■ Data records
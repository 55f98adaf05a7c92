//======---------------------------------------------------------------======//
//                                                                           //
// Copyright 2022-2023 Evan Cox <evanacox00@gmail.com>. All rights reserved. //
//                                                                           //
// Use of this source code is governed by a BSD-style license that can be    //
// found in the LICENSE.txt file at the root of this project, or at the      //
// following link: https://opensource.org/licenses/BSD-3-Clause              //
//                                                                           //
//======---------------------------------------------------------------======//

use crate::ast::Symbol;
use crate::dense_arena_key;
use crate::utility::{PackedOption, Str};
use bitflags::bitflags;
use smallvec::{smallvec, SmallVec};

#[cfg(feature = "enable-serde")]
use serde::{Deserialize, Serialize};

dense_arena_key! {
    /// References a single statement of a procedure's AST.
    ///
    /// Must be resolved with the [`Ast`](crate::ast::Ast) it came from.
    pub struct Stmt;
}

/// What a neighbor-iteration loop ranges over.
#[repr(u8)]
#[derive(Debug, Copy, Clone, Hash, Eq, PartialEq, Ord, PartialOrd)]
#[cfg_attr(feature = "enable-serde", derive(Serialize, Deserialize))]
pub enum IterKind {
    /// Every node of the graph, `G.Nodes`.
    AllNodes,
    /// Every edge of the graph, `G.Edges`.
    AllEdges,
    /// Outgoing neighbors of a node, `n.Nbrs`.
    OutNbrs,
    /// Incoming neighbors of a node, `n.InNbrs`.
    InNbrs,
    /// BFS parents of a node, `n.UpNbrs`.
    UpNbrs,
    /// BFS children of a node, `n.DownNbrs`.
    DownNbrs,
}

impl IterKind {
    /// Checks if the loop ranges over the whole graph instead of over a
    /// neighborhood. These loops are the per-vertex parallel loops.
    #[inline]
    pub fn is_all_graph(self) -> bool {
        matches!(self, IterKind::AllNodes | IterKind::AllEdges)
    }
}

bitflags! {
    /// The kinds of communication found nested inside an outer loop.
    #[derive(Debug, Copy, Clone, Hash, Eq, PartialEq, Default)]
    #[cfg_attr(feature = "enable-serde", derive(Serialize, Deserialize))]
    pub struct CommFlags: u8 {
        /// An inner neighbor-iteration loop is nested inside the outer loop.
        const NESTED = 1;
        /// A random-write assignment is nested inside the outer loop.
        const RANDOM_WRITE = 2;
    }
}

/// The communication role of a neighbor-iteration loop.
///
/// A loop is classified at most once. The two classified roles are mutually
/// exclusive, which is why this is an enum and not a pair of flags.
#[derive(Debug, Copy, Clone, Hash, Eq, PartialEq, Default)]
#[cfg_attr(feature = "enable-serde", derive(Serialize, Deserialize))]
pub enum LoopRole {
    /// Not looked at by the communication analysis (yet).
    #[default]
    Unclassified,
    /// A loop over the whole graph, along with the communication nested inside of it.
    Outer(CommFlags),
    /// A loop over a neighborhood nested inside an outer loop, i.e. a communication site.
    Inner,
}

/// A `Foreach` over all vertices or over a neighborhood.
///
/// ```other
/// Foreach (n : G.Nodes) {        // outer
///     Foreach (w : n.Nbrs) {     // inner
///         w.foo += n.bar;
///     }
/// }
/// ```
#[derive(Debug, Clone, Hash, Eq, PartialEq)]
#[cfg_attr(feature = "enable-serde", derive(Serialize, Deserialize))]
pub struct ForeachStmt {
    iterator: Symbol,
    source: Symbol,
    iter: IterKind,
    body: Stmt,
    role: LoopRole,
}

impl ForeachStmt {
    pub(crate) fn new(iterator: Symbol, source: Symbol, iter: IterKind, body: Stmt) -> Self {
        Self {
            iterator,
            source,
            iter,
            body,
            role: LoopRole::Unclassified,
        }
    }

    /// The loop variable.
    #[inline]
    pub fn iterator(&self) -> Symbol {
        self.iterator
    }

    /// The graph or node being iterated over.
    #[inline]
    pub fn source(&self) -> Symbol {
        self.source
    }

    /// What the loop ranges over.
    #[inline]
    pub fn iter_kind(&self) -> IterKind {
        self.iter
    }

    /// The loop body.
    #[inline]
    pub fn body(&self) -> Stmt {
        self.body
    }

    /// The communication role assigned by the communication analysis.
    #[inline]
    pub fn role(&self) -> LoopRole {
        self.role
    }

    /// Checks if the loop was tagged as an outer loop.
    #[inline]
    pub fn is_outer_loop(&self) -> bool {
        matches!(self.role, LoopRole::Outer(_))
    }

    /// Checks if the loop was tagged as an inner (communicating) loop.
    #[inline]
    pub fn is_inner_loop(&self) -> bool {
        self.role == LoopRole::Inner
    }

    /// Checks if an inner loop was found nested inside of this outer loop.
    #[inline]
    pub fn has_communication(&self) -> bool {
        self.comm_flags().contains(CommFlags::NESTED)
    }

    /// Checks if a random-write assignment was found nested inside of this outer loop.
    #[inline]
    pub fn has_random_communication(&self) -> bool {
        self.comm_flags().contains(CommFlags::RANDOM_WRITE)
    }

    /// The communication nested inside this loop. Empty for anything but an outer loop.
    #[inline]
    pub fn comm_flags(&self) -> CommFlags {
        match self.role {
            LoopRole::Outer(flags) => flags,
            _ => CommFlags::empty(),
        }
    }

    /// Tags the loop as an outer loop. Tagging an outer loop twice keeps its flags.
    ///
    /// Fails with the current role if the loop was already tagged as an inner loop.
    pub fn mark_outer_loop(&mut self) -> Result<(), LoopRole> {
        match self.role {
            LoopRole::Unclassified => {
                self.role = LoopRole::Outer(CommFlags::empty());

                Ok(())
            }
            LoopRole::Outer(_) => Ok(()),
            LoopRole::Inner => Err(self.role),
        }
    }

    /// Tags the loop as an inner loop.
    ///
    /// Fails with the current role if the loop was already tagged as an outer loop.
    pub fn mark_inner_loop(&mut self) -> Result<(), LoopRole> {
        match self.role {
            LoopRole::Unclassified | LoopRole::Inner => {
                self.role = LoopRole::Inner;

                Ok(())
            }
            LoopRole::Outer(_) => Err(self.role),
        }
    }

    /// Records communication nested inside of this outer loop.
    ///
    /// Fails with the current role if the loop is not an outer loop.
    pub fn mark_communication(&mut self, flags: CommFlags) -> Result<(), LoopRole> {
        match &mut self.role {
            LoopRole::Outer(existing) => {
                existing.insert(flags);

                Ok(())
            }
            _ => Err(self.role),
        }
    }
}

/// A property access through a node or edge, `driver.property`.
#[derive(Debug, Copy, Clone, Hash, Eq, PartialEq)]
#[cfg_attr(feature = "enable-serde", derive(Serialize, Deserialize))]
pub struct FieldAccess {
    driver: Symbol,
    property: Symbol,
}

impl FieldAccess {
    /// Creates a field access.
    pub fn new(driver: Symbol, property: Symbol) -> Self {
        Self { driver, property }
    }

    /// The node or edge being accessed, `n` in `n.dist`. For a random write
    /// this is the remote vertex being written to.
    #[inline]
    pub fn driver(&self) -> Symbol {
        self.driver
    }

    /// The property being accessed, `dist` in `n.dist`.
    #[inline]
    pub fn property(&self) -> Symbol {
        self.property
    }
}

/// The left-hand side of an assignment.
#[derive(Debug, Copy, Clone, Hash, Eq, PartialEq)]
#[cfg_attr(feature = "enable-serde", derive(Serialize, Deserialize))]
pub enum AssignTarget {
    /// A local or global scalar.
    Scalar(Symbol),
    /// A node or edge property.
    Field(FieldAccess),
}

/// An assignment statement, `lhs = rhs`.
///
/// The right-hand side is kept opaque, nothing in the backend's block
/// structuring looks at it.
#[derive(Debug, Clone, Hash, Eq, PartialEq)]
#[cfg_attr(feature = "enable-serde", derive(Serialize, Deserialize))]
pub struct AssignStmt {
    target: AssignTarget,
    rhs: Str,
    random_write: PackedOption<Stmt>,
}

impl AssignStmt {
    pub(crate) fn new(target: AssignTarget, rhs: Str) -> Self {
        Self {
            target,
            rhs,
            random_write: PackedOption::none(),
        }
    }

    /// The left-hand side.
    #[inline]
    pub fn target(&self) -> AssignTarget {
        self.target
    }

    /// The left-hand side if it is a field access.
    #[inline]
    pub fn lhs_field(&self) -> Option<FieldAccess> {
        match self.target {
            AssignTarget::Field(field) => Some(field),
            AssignTarget::Scalar(_) => None,
        }
    }

    /// The (opaque) right-hand side.
    #[inline]
    pub fn rhs(&self) -> Str {
        self.rhs
    }

    /// If an earlier analysis decided this assignment writes into another
    /// vertex's state, this is the sequencing block that has to host the send.
    #[inline]
    pub fn random_write_sent_block(&self) -> Option<Stmt> {
        self.random_write.expand()
    }

    /// Marks the assignment as a random write whose send is hosted by `sent_block`.
    pub fn set_random_write_sent_block(&mut self, sent_block: Stmt) {
        self.random_write = PackedOption::some(sent_block);
    }
}

/// A `{ ... }` sequence of statements.
#[derive(Debug, Clone, Hash, Eq, PartialEq, Default)]
#[cfg_attr(feature = "enable-serde", derive(Serialize, Deserialize))]
pub struct SentBlock {
    stmts: SmallVec<[Stmt; 4]>,
}

impl SentBlock {
    pub(crate) fn new(stmts: &[Stmt]) -> Self {
        Self {
            stmts: SmallVec::from_slice(stmts),
        }
    }

    /// The statements in program order.
    #[inline]
    pub fn stmts(&self) -> &[Stmt] {
        &self.stmts
    }
}

/// An `If` statement, with an opaque condition.
#[derive(Debug, Clone, Hash, Eq, PartialEq)]
#[cfg_attr(feature = "enable-serde", derive(Serialize, Deserialize))]
pub struct IfStmt {
    cond: Str,
    then: Stmt,
    otherwise: PackedOption<Stmt>,
}

impl IfStmt {
    pub(crate) fn new(cond: Str, then: Stmt, otherwise: Option<Stmt>) -> Self {
        Self {
            cond,
            then,
            otherwise: otherwise.into(),
        }
    }

    /// The condition.
    #[inline]
    pub fn cond(&self) -> Str {
        self.cond
    }

    /// The statement run when the condition holds.
    #[inline]
    pub fn then(&self) -> Stmt {
        self.then
    }

    /// The `Else` statement, if there is one.
    #[inline]
    pub fn otherwise(&self) -> Option<Stmt> {
        self.otherwise.expand()
    }
}

/// A `While` loop, with an opaque condition.
#[derive(Debug, Clone, Hash, Eq, PartialEq)]
#[cfg_attr(feature = "enable-serde", derive(Serialize, Deserialize))]
pub struct WhileStmt {
    cond: Str,
    body: Stmt,
}

impl WhileStmt {
    pub(crate) fn new(cond: Str, body: Stmt) -> Self {
        Self { cond, body }
    }

    /// The condition.
    #[inline]
    pub fn cond(&self) -> Str {
        self.cond
    }

    /// The loop body.
    #[inline]
    pub fn body(&self) -> Stmt {
        self.body
    }
}

/// The data for a single statement.
#[derive(Debug, Clone, Hash, Eq, PartialEq)]
#[cfg_attr(feature = "enable-serde", derive(Serialize, Deserialize))]
pub enum StmtData {
    /// `{ ... }`
    Block(SentBlock),
    /// `Foreach (it : source.Iter) body`
    Foreach(ForeachStmt),
    /// `lhs = rhs`
    Assign(AssignStmt),
    /// `If (cond) then Else otherwise`
    If(IfStmt),
    /// `While (cond) body`
    While(WhileStmt),
    /// Any other statement (calls, returns, reductions the backend has already
    /// lowered, ...). Only carries its source text.
    Opaque(Str),
}

impl StmtData {
    /// The statements directly nested inside of this one, in program order.
    pub fn children(&self) -> SmallVec<[Stmt; 4]> {
        match self {
            StmtData::Block(block) => SmallVec::from_slice(block.stmts()),
            StmtData::Foreach(fe) => smallvec![fe.body()],
            StmtData::If(i) => match i.otherwise() {
                Some(otherwise) => smallvec![i.then(), otherwise],
                None => smallvec![i.then()],
            },
            StmtData::While(w) => smallvec![w.body()],
            StmtData::Assign(_) | StmtData::Opaque(_) => SmallVec::new(),
        }
    }

    /// Short name of the statement kind, used when printing.
    pub fn kind_name(&self) -> &'static str {
        match self {
            StmtData::Block(_) => "block",
            StmtData::Foreach(_) => "foreach",
            StmtData::Assign(_) => "assign",
            StmtData::If(_) => "if",
            StmtData::While(_) => "while",
            StmtData::Opaque(_) => "opaque",
        }
    }
}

■ Exercise directions
Reproduce exactly the section above that begins at the line containing "pub enum IterKind" and ends at the line containing "pub struct CommFlags: u8", leaving out all other lines.

■ Response area
pub enum IterKind {
    /// Every node of the graph, `G.Nodes`.
    AllNodes,
    /// Every edge of the graph, `G.Edges`.
    AllEdges,
    /// Outgoing neighbors of a node, `n.Nbrs`.
    OutNbrs,
    /// Incoming neighbors of a node, `n.InNbrs`.
    InNbrs,
    /// BFS parents of a node, `n.UpNbrs`.
    UpNbrs,
    /// BFS children of a node, `n.DownNbrs`.
    DownNbrs,
}

impl IterKind {
    /// Checks if the loop ranges over the whole graph instead of over a
    /// neighborhood. These loops are the per-vertex parallel loops.
    #[inline]
    pub fn is_all_graph(self) -> bool {
        matches!(self, IterKind::AllNodes | IterKind::AllEdges)
    }
}

bitflags! {
    /// The kinds of communication found nested inside an outer loop.
    #[derive(Debug, Copy, Clone, Hash, Eq, PartialEq, Default)]
    #[cfg_attr(feature = "enable-serde", derive(Serialize, Deserialize))]
    pub struct CommFlags: u8 {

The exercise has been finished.